◆ Data for processing
═══

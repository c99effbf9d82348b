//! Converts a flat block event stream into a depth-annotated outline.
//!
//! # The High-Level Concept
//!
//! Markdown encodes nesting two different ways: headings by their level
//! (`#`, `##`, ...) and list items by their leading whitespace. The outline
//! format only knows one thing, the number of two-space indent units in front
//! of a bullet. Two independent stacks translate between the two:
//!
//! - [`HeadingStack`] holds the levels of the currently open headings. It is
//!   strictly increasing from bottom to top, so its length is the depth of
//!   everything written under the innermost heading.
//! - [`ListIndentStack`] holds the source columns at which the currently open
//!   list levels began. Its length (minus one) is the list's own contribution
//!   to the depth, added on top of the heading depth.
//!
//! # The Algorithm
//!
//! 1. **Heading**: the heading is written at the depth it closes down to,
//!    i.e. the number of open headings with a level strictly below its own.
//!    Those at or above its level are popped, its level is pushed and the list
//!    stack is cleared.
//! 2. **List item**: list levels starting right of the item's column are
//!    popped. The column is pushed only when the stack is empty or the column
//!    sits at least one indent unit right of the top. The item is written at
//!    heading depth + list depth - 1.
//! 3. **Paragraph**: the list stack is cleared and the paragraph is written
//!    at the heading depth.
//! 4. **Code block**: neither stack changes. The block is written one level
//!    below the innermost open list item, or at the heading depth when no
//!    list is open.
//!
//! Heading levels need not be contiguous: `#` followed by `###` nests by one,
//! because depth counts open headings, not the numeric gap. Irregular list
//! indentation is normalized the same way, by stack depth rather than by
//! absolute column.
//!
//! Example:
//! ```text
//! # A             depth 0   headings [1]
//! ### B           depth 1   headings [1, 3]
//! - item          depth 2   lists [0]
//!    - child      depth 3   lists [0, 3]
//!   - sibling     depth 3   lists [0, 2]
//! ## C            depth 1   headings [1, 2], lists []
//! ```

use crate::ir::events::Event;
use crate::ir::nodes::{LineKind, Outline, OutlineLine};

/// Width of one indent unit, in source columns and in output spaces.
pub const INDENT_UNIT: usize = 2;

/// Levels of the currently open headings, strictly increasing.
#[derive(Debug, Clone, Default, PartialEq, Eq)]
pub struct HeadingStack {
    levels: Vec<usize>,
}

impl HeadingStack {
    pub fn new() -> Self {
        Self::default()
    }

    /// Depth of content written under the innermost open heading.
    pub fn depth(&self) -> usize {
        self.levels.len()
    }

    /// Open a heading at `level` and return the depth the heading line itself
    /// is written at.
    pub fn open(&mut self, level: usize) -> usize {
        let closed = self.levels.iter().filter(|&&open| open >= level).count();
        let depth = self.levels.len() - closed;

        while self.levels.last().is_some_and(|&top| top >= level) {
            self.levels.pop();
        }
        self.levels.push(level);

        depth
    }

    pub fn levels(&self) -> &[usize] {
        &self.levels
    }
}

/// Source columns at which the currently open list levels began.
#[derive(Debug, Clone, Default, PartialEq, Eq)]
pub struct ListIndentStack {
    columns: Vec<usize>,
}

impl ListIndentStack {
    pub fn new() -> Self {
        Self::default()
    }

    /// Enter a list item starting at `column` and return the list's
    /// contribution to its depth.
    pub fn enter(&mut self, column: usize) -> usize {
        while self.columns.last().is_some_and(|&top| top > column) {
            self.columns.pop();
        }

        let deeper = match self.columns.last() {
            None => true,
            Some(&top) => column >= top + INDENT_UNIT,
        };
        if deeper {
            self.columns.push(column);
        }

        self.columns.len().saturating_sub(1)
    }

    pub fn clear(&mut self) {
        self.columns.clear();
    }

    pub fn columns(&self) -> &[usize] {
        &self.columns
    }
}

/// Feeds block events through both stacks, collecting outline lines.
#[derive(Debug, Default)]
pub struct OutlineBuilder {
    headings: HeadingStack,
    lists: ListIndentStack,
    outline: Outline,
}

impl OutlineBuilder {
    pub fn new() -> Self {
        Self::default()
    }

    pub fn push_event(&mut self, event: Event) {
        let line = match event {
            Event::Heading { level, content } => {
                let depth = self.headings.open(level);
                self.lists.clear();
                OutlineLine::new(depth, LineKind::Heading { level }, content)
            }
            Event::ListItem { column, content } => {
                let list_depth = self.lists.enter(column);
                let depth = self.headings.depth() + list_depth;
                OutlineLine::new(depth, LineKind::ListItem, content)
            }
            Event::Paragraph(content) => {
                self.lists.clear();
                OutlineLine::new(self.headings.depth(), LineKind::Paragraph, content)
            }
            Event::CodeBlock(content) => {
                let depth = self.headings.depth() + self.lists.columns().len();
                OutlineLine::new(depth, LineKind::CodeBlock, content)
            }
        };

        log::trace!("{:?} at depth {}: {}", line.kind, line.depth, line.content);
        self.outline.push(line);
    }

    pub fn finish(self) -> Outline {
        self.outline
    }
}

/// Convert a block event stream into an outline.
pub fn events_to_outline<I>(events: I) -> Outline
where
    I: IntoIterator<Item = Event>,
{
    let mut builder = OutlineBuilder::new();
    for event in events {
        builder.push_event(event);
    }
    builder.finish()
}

═══

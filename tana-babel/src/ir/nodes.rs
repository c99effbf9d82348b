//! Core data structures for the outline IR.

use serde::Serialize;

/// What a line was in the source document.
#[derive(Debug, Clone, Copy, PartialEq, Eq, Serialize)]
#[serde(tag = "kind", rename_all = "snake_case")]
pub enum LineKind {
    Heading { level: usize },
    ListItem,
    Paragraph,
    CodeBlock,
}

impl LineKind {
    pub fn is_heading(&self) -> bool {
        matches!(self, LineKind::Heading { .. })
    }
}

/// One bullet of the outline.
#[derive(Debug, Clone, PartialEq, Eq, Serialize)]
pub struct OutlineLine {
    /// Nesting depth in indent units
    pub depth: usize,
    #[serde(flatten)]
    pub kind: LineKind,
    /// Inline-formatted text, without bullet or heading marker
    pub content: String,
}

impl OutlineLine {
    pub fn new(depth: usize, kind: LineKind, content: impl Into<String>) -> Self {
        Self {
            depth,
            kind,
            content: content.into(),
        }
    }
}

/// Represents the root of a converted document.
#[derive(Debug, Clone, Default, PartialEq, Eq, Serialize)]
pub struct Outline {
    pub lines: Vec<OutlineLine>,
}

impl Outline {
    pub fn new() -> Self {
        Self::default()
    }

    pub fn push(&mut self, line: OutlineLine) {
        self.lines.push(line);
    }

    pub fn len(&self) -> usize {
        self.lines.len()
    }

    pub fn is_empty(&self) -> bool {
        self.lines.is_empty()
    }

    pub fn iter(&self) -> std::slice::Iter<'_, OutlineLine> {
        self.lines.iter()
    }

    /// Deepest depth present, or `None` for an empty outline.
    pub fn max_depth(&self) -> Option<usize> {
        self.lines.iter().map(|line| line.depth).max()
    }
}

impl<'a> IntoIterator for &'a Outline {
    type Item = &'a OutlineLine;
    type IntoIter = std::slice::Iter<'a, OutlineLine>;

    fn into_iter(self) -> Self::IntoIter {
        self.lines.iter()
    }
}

═══

◆ Problem
Above are the records; from them, give again exactly the lines from the one containing "#[derive(Debug, Clone, Copy, PartialEq, Eq, Serialize)]" through the one containing "pub fn is_heading(&self)", both included.

◆ Response to the task
#[derive(Debug, Clone, Copy, PartialEq, Eq, Serialize)]
#[serde(tag = "kind", rename_all = "snake_case")]
pub enum LineKind {
    Heading { level: usize },
    ListItem,
    Paragraph,
    CodeBlock,
}

impl LineKind {
    pub fn is_heading(&self) -> bool {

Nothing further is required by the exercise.